Magic is fickle and impossible to truly understand, if it was reliable it would be a science.

Every time a spell is cast the player rolls a d12 to see if the magic is with them this time. The result is the highest level spell they can cast at that moment (before metamagic effects are taken into account). In other words if they rolled a "4" and were trying to cast a 5th level spell like: Flamestrike then the spell would fizzle, however a quickened Magic Missile would work just fine. Every time the roll is successful subtract one from the next roll. Every time the roll results in failure add two to the next roll.

No feat, power, spell, item or ability of any kind can add a bonus to the roll. The penalty/bonus resets back to zero every full moon (or other magically significant event).


Boomerang Nebula wrote:

Magic is fickle and impossible to truly understand, if it was reliable it would be a science.

Every time a spell is cast the player rolls a d12 to see if the magic is with them this time. The result is the highest level spell they can cast at that moment (before metamagic effects are taken into account). In other words if they rolled a "4" and were trying to cast a 5th level spell like: Flamestrike then the spell would fizzle, however a quickened Magic Missile would work just fine. Every time the roll is successful subtract one from the next roll. Every time the roll results in failure add two to the next roll.

No feat, power, spell, item or ability of any kind can add a bonus to the roll. The penalty/bonus resets back to zero every full moon (or other magically significant event).

Clever, but there are two problems. First, magic as science is quite popular and is implicit in the wizard fluff. Second, it makes being a fighter more dangerous.

Alice (fighter): That crit took off two thirds off my HP.
Bob (cleric): Okay. Garak the Cleric moves over to Fighty McFightington and cast Heal.
Eve (GM): Roll for maximum level.
Bob: 1d12=4.
...
Eve: The orc barbarian hits McFightington again for 2d4+16 damage.
Alice: I'll just go roll up yet another character.


1) If you want to make it predictable roll the d12 first and then decide what spell to cast.

2) Channel positive energy is meant for in combat healing.


Boomerang Nebula wrote:

1) If you want to make it predictable roll the d12 first and then decide what spell to cast.

2) Channel positive energy is meant for in combat healing.

1) That doesn't fix the problem. In any urgent situation there's a minimum adequate spell on anyone's list of spells known or prepared. Anything below that isn't going to work. If you need to get the party out of a disaster there is no spell under level 4. If someone has taken serious damage heal is the only thing that keeps pace with damage. If someone drops it's Breath of Life now or nothing.

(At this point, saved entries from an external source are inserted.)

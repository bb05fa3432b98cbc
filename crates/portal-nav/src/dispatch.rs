//! Navigation Dispatcher
//!
//! Click handling for menu items: external links, permission checks, active
//! selection, routing and recent-menu tracking.

use std::future::Future;
use std::pin::Pin;
use std::rc::Rc;
use crate::api::{MenuApi, MenuCheckArgs};
use crate::filter::has_permission;
use crate::model::{ActiveSelection, MenuItem, PermissionSet};
use crate::resolve::target_path;
use crate::storage::KeyValueStore;
use crate::store::MenuStore;

/// Browser (or shell) side effects needed by a click
pub trait NavigationHost {
    fn current_path(&self) -> String;

    /// Client-side route change
    fn navigate(&self, path: &str);

    /// Open a link in a new browser context
    fn open_external(&self, href: &str);

    /// Blocking alert
    fn alert(&self, message: &str);
}

pub type DetachedTask = Pin<Box<dyn Future<Output = ()>>>;

/// Runs best-effort background work whose result nobody awaits
pub trait TaskSpawner {
    fn spawn_detached(&self, task: DetachedTask);
}

#[derive(Debug, Clone, PartialEq, Eq)]
pub enum ClickOutcome {
    /// `href` opened outside the console
    External,
    /// Permission check failed; nothing changed
    Denied,
    /// Internal navigation; `routed` is false when already on `path`
    Navigated { path: String, routed: bool },
}

pub struct Dispatcher<'a, H> {
    host: &'a H,
    permissions: &'a PermissionSet,
    wildcard: &'a str,
    denied_message: &'a str,
}

impl<'a, H: NavigationHost> Dispatcher<'a, H> {
    pub fn new(host: &'a H, permissions: &'a PermissionSet, wildcard: &'a str, denied_message: &'a str) -> Self {
        Self { host, permissions, wildcard, denied_message }
    }

    /// Handle a click on `item`; `parent` is its top-level owner, `None` for a top-level click
    pub fn handle_common_menu_click<S: KeyValueStore>(
        &self,
        store: &mut MenuStore<S>,
        item: &MenuItem,
        parent: Option<&MenuItem>,
    ) -> ClickOutcome {
        if item.is_external() {
            self.host.open_external(item.href.as_deref().unwrap_or_default());
            return ClickOutcome::External;
        }

        if !has_permission(item, self.permissions, self.wildcard) {
            log::warn!("[nav] access denied to menu {} (auth={})", item.id, item.auth);
            self.host.alert(self.denied_message);
            return ClickOutcome::Denied;
        }

        let path = match parent {
            Some(parent) => {
                store.set_active(ActiveSelection::new(parent.clone(), Some(item.clone())));
                target_path(parent, item)
            }
            None => {
                store.set_active(ActiveSelection::new(item.clone(), None));
                format!("/{}", item.path)
            }
        };

        let current = self.host.current_path();
        let routed = normalize(&current) != normalize(&path);
        if routed {
            self.host.navigate(&path);
        }

        // Only second-level leaves are tracked
        if parent.is_some() {
            store.record_visit(item);
        }

        ClickOutcome::Navigated { path, routed }
    }

    /// Common click plus a detached menu-check audit call after internal navigation
    pub fn handle_sub_menu_click<S: KeyValueStore>(
        &self,
        store: &mut MenuStore<S>,
        item: &MenuItem,
        parent: Option<&MenuItem>,
        api: Rc<dyn MenuApi>,
        spawner: &impl TaskSpawner,
    ) -> ClickOutcome {
        let outcome = self.handle_common_menu_click(store, item, parent);
        if let ClickOutcome::Navigated { path, .. } = &outcome {
            let menu_id = item.id.clone();
            let path = path.clone();
            spawner.spawn_detached(Box::pin(async move {
                let args = MenuCheckArgs { menu_id: &menu_id, path: &path };
                if let Err(e) = api.check_menu(args).await {
                    log::debug!("[nav] menu check for {} ignored: {}", menu_id, e);
                }
            }));
        }
        outcome
    }
}

fn normalize(path: &str) -> &str {
    let trimmed = path.trim_end_matches('/');
    if trimmed.is_empty() { "/" } else { trimmed }
}

#[cfg(test)]
mod tests {
    use super::*;
    use crate::config::NavConfig;
    use crate::error::{NavError, NavResult};
    use crate::model::fixtures::{leaf, parent, sample_tree};
    use crate::storage::MemoryStore;
    use async_trait::async_trait;
    use std::cell::RefCell;

    #[derive(Default)]
    struct FakeHost {
        path: RefCell<String>,
        navigations: RefCell<Vec<String>>,
        opened: RefCell<Vec<String>>,
        alerts: RefCell<Vec<String>>,
    }

    impl FakeHost {
        fn at(path: &str) -> Self {
            let host = Self::default();
            *host.path.borrow_mut() = path.to_string();
            host
        }
    }

    impl NavigationHost for FakeHost {
        fn current_path(&self) -> String {
            self.path.borrow().clone()
        }

        fn navigate(&self, path: &str) {
            *self.path.borrow_mut() = path.to_string();
            self.navigations.borrow_mut().push(path.to_string());
        }

        fn open_external(&self, href: &str) {
            self.opened.borrow_mut().push(href.to_string());
        }

        fn alert(&self, message: &str) {
            self.alerts.borrow_mut().push(message.to_string());
        }
    }

    #[derive(Default)]
    struct QueueSpawner {
        tasks: RefCell<Vec<DetachedTask>>,
    }

    impl TaskSpawner for QueueSpawner {
        fn spawn_detached(&self, task: DetachedTask) {
            self.tasks.borrow_mut().push(task);
        }
    }

    impl QueueSpawner {
        async fn drain(&self) {
            let tasks: Vec<_> = self.tasks.borrow_mut().drain(..).collect();
            for task in tasks {
                task.await;
            }
        }
    }

    struct AuditApi {
        checks: RefCell<Vec<(String, String)>>,
        fail: bool,
    }

    #[async_trait(?Send)]
    impl MenuApi for AuditApi {
        async fn fetch_menu(&self) -> NavResult<Vec<MenuItem>> {
            Ok(sample_tree())
        }

        async fn check_menu(&self, args: MenuCheckArgs<'_>) -> NavResult<()> {
            self.checks.borrow_mut().push((args.menu_id.to_string(), args.path.to_string()));
            if self.fail {
                return Err(NavError::Http("audit down".to_string()));
            }
            Ok(())
        }
    }

    const DENIED: &str = "denied";

    fn loaded_store() -> MenuStore<MemoryStore> {
        let mut store = MenuStore::new(MemoryStore::new(), &NavConfig::default());
        store.apply_menu_list(sample_tree());
        store.reset_recent();
        store
    }

    fn recent_ids(store: &MenuStore<MemoryStore>) -> Vec<String> {
        store.recent().iter().map(|i| i.id.clone()).collect()
    }

    #[test]
    fn test_navigates_and_records() {
        let tree = sample_tree();
        let mut store = loaded_store();
        let host = FakeHost::at("/home/dashboard");
        let perms: PermissionSet = ["AGENT"].into_iter().collect();
        let dispatcher = Dispatcher::new(&host, &perms, "*", DENIED);

        let outcome = dispatcher.handle_common_menu_click(&mut store, &tree[1].children[0], Some(&tree[1]));
        assert_eq!(outcome, ClickOutcome::Navigated { path: "/agent/builder".to_string(), routed: true });
        assert_eq!(*host.navigations.borrow(), vec!["/agent/builder"]);
        assert_eq!(store.active().menu.id, "agent");
        assert_eq!(store.active().sub_menu.as_ref().unwrap().id, "builder");
        assert_eq!(recent_ids(&store), vec!["builder"]);
    }

    #[test]
    fn test_same_path_does_not_route() {
        let tree = sample_tree();
        let mut store = loaded_store();
        let host = FakeHost::at("/home/dashboard/");
        let perms = PermissionSet::new();
        let dispatcher = Dispatcher::new(&host, &perms, "*", DENIED);

        let outcome = dispatcher.handle_common_menu_click(&mut store, &tree[0].children[0], Some(&tree[0]));
        assert_eq!(outcome, ClickOutcome::Navigated { path: "/home/dashboard".to_string(), routed: false });
        assert!(host.navigations.borrow().is_empty());
        assert_eq!(recent_ids(&store), vec!["dash"]);
    }

    #[test]
    fn test_external_link_changes_nothing() {
        let mut store = loaded_store();
        store.sync_path("/home/dashboard");
        let before = store.active().clone();
        let host = FakeHost::at("/home/dashboard");
        let perms = PermissionSet::new();
        let dispatcher = Dispatcher::new(&host, &perms, "*", DENIED);

        let docs = MenuItem { href: Some("https://x".to_string()), ..leaf("docs", "docs", "NONE") };
        let outcome = dispatcher.handle_common_menu_click(&mut store, &docs, Some(&sample_tree()[0]));
        assert_eq!(outcome, ClickOutcome::External);
        assert_eq!(*host.opened.borrow(), vec!["https://x"]);
        assert_eq!(store.active(), &before);
        assert!(store.recent().is_empty());
        assert!(host.navigations.borrow().is_empty());
    }

    #[test]
    fn test_denied_alerts_and_aborts() {
        let tree = sample_tree();
        let mut store = loaded_store();
        let host = FakeHost::at("/home/dashboard");
        let perms = PermissionSet::new();
        let dispatcher = Dispatcher::new(&host, &perms, "*", DENIED);

        let outcome = dispatcher.handle_common_menu_click(&mut store, &tree[0].children[1], Some(&tree[0]));
        assert_eq!(outcome, ClickOutcome::Denied);
        assert_eq!(*host.alerts.borrow(), vec![DENIED]);
        assert!(store.active().is_empty());
        assert!(store.recent().is_empty());
        assert!(host.navigations.borrow().is_empty());
    }

    #[test]
    fn test_top_level_click_is_not_recorded() {
        let tree = sample_tree();
        let mut store = loaded_store();
        let host = FakeHost::at("/home/dashboard");
        let perms = PermissionSet::new();
        let dispatcher = Dispatcher::new(&host, &perms, "*", DENIED);

        let outcome = dispatcher.handle_common_menu_click(&mut store, &tree[0], None);
        assert_eq!(outcome, ClickOutcome::Navigated { path: "/home".to_string(), routed: true });
        assert!(store.active().sub_menu.is_none());
        assert!(store.recent().is_empty());
    }

    #[test]
    fn test_empty_child_path_routes_to_parent() {
        let index = parent("docs", "docs", "*", vec![leaf("docs-index", "", "*")]);
        let mut store = loaded_store();
        let host = FakeHost::at("/home");
        let perms = PermissionSet::new();
        let dispatcher = Dispatcher::new(&host, &perms, "*", DENIED);

        let outcome = dispatcher.handle_common_menu_click(&mut store, &index.children[0], Some(&index));
        assert_eq!(outcome, ClickOutcome::Navigated { path: "/docs".to_string(), routed: true });
    }

    #[tokio::test]
    async fn test_sub_menu_click_spawns_audit() {
        let tree = sample_tree();
        let mut store = loaded_store();
        let host = FakeHost::at("/");
        let perms = PermissionSet::new();
        let dispatcher = Dispatcher::new(&host, &perms, "*", DENIED);
        let api = Rc::new(AuditApi { checks: RefCell::new(Vec::new()), fail: true });
        let spawner = QueueSpawner::default();

        let outcome = dispatcher.handle_sub_menu_click(
            &mut store, &tree[0].children[0], Some(&tree[0]), api.clone(), &spawner,
        );
        assert!(matches!(outcome, ClickOutcome::Navigated { routed: true, .. }));
        // Navigation is complete before the audit call runs
        assert!(api.checks.borrow().is_empty());

        spawner.drain().await;
        assert_eq!(
            *api.checks.borrow(),
            vec![("dash".to_string(), "/home/dashboard".to_string())]
        );
    }

    #[test]
    fn test_denied_sub_menu_click_skips_audit() {
        let tree = sample_tree();
        let mut store = loaded_store();
        let host = FakeHost::at("/");
        let perms = PermissionSet::new();
        let dispatcher = Dispatcher::new(&host, &perms, "*", DENIED);
        let api = Rc::new(AuditApi { checks: RefCell::new(Vec::new()), fail: false });
        let spawner = QueueSpawner::default();

        dispatcher.handle_sub_menu_click(&mut store, &tree[1].children[0], Some(&tree[1]), api.clone(), &spawner);
        assert!(spawner.tasks.borrow().is_empty());
    }
}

2) You're kidding, right? 1d6 per 2 levels is spitting in the wind. And you heal your enemies because pure casters aren't practical under your system and battle clerics can't afford charisma, especially when they can't afford to gamble on buffs unless they're absolutely critical. Even divine favor isn't safe to use since it raises your failure chance for the next battle.


Bandw2 wrote:
makes casters MAD.

This have been tried before, and it sucks, I'm sorry but I won't be nice about this. Now Wizards are MAD and Clerics are unplayable.

Bandw2 wrote:
this is an attempt to nerf their versatility i should make that clear

And yet all your suggestions do nothing about it. If you want to nerf the versatility of a caster you need to change what makes the casters versatil, not anything around that (DCs, CL and such).

Personally, I don't see their versatility as the problem, rather the excessive and risk free power of some spells.


Atarlost wrote:
Boomerang Nebula wrote:

1) If you want to make it predictable roll the d12 first and then decide what spell to cast.

2) Channel positive energy is meant for in combat healing.

1) That doesn't fix the problem. In any urgent situation there's a minimum adequate spell on anyone's list of spells known or prepared. Anything below that isn't going to work. If you need to get the party out of a disaster there is no spell under level 4. If someone has taken serious damage heal is the only thing that keeps pace with damage. If someone drops it's Breath of Life now or nothing.

2) You're kidding, right? 1d6 per 2 levels is spitting in the wind. And you heal your enemies because pure casters aren't practical under your system and battle clerics can't afford charisma, especially when they can't afford to gamble on buffs unless they're absolutely critical. Even divine favor isn't safe to use since it raises your failure chance for the next battle.

Sorry for the slow response.

1) I don't understand why you think there is a problem. In the spirit of the opening post I proposed a mechanism for limiting the power of casters. You seem to be arguing that achieving what I set out to do is a problem.

2) Our group usually plays adventure paths and my experience is that channel positive energy is generally quite effective, but not so effective that clerics never cast healing spells.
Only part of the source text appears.